START Material to process

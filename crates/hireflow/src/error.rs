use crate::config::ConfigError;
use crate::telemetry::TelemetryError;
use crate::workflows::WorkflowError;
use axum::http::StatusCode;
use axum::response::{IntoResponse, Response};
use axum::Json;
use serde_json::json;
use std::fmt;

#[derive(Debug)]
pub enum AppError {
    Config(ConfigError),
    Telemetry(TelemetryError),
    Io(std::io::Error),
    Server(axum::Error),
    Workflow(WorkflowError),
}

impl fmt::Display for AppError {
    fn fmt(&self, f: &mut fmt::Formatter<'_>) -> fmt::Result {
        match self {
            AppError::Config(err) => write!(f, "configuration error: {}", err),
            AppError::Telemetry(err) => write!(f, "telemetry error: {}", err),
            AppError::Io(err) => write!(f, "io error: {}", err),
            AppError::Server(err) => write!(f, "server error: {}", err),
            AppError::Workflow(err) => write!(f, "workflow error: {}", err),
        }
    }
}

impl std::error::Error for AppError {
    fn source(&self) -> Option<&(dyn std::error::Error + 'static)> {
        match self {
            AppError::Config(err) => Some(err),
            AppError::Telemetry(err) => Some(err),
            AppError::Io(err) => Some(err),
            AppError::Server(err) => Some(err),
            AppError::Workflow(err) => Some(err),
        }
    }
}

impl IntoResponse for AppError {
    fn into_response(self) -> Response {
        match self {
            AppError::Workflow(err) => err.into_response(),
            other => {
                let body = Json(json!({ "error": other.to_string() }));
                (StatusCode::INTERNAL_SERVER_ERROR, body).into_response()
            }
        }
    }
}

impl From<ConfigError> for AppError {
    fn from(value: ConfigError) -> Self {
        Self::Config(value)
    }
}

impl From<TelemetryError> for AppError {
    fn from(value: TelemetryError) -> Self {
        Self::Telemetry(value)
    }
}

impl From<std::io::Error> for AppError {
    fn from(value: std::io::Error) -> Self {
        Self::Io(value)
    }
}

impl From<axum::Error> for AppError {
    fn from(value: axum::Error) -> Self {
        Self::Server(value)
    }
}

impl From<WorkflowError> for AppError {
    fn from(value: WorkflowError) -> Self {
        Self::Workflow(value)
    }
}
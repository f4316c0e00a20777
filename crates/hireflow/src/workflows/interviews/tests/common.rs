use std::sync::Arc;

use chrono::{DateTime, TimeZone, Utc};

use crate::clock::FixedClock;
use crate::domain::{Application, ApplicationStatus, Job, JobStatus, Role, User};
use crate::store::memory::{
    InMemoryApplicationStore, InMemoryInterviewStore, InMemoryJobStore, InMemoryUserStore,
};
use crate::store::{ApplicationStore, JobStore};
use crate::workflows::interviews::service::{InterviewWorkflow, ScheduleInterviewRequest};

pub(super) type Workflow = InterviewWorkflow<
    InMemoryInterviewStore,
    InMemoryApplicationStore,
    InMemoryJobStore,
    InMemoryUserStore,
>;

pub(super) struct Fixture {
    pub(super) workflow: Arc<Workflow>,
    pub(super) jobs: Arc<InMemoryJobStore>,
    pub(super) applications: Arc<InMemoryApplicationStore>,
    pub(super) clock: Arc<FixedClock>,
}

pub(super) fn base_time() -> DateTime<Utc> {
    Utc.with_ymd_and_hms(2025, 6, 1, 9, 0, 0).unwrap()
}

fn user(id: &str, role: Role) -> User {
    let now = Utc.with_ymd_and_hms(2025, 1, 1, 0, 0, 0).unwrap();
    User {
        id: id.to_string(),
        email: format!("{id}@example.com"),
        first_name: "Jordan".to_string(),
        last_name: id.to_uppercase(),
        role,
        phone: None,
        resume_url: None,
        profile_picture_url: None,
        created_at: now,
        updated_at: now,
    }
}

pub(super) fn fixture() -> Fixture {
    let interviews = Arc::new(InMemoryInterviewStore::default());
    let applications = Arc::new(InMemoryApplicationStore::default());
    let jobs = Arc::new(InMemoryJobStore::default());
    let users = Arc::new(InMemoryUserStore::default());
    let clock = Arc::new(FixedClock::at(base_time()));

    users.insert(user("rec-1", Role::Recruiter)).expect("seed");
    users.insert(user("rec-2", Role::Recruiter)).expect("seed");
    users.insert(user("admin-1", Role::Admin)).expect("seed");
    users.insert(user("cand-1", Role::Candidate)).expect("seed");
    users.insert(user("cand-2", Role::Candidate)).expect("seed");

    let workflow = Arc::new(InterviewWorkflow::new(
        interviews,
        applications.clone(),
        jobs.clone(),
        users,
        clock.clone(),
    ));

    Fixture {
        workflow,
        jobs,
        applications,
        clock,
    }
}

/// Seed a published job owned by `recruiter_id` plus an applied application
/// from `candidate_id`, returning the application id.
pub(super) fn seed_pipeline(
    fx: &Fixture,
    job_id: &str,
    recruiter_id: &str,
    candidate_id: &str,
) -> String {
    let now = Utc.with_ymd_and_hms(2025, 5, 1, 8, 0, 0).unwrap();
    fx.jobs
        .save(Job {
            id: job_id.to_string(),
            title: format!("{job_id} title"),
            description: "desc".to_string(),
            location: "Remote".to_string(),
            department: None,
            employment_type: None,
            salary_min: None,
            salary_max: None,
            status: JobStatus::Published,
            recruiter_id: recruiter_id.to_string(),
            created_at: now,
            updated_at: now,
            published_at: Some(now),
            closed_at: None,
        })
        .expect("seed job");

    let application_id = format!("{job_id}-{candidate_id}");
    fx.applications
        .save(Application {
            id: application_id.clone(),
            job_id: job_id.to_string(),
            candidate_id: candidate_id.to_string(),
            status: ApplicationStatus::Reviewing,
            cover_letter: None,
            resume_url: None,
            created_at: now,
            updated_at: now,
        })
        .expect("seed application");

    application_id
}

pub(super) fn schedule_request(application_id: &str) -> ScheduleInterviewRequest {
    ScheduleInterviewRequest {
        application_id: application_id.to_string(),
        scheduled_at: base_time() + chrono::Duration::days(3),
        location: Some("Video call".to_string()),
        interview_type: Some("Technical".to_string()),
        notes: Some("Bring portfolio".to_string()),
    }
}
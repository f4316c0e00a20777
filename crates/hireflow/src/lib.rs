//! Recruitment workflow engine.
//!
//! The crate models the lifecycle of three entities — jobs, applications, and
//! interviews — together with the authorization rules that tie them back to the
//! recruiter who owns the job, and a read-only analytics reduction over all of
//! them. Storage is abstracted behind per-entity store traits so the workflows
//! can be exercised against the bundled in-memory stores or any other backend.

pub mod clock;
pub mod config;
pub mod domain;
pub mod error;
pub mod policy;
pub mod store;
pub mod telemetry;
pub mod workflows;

END Material to process

▶ [Directions for this task] Only lines holding the word "value" are wanted here; copy each from the listing.

▶ [Exercise result]
    fn from(value: ConfigError) -> Self {
        Self::Config(value)
    fn from(value: TelemetryError) -> Self {
        Self::Telemetry(value)
    fn from(value: std::io::Error) -> Self {
        Self::Io(value)
    fn from(value: axum::Error) -> Self {
        Self::Server(value)
    fn from(value: WorkflowError) -> Self {
        Self::Workflow(value)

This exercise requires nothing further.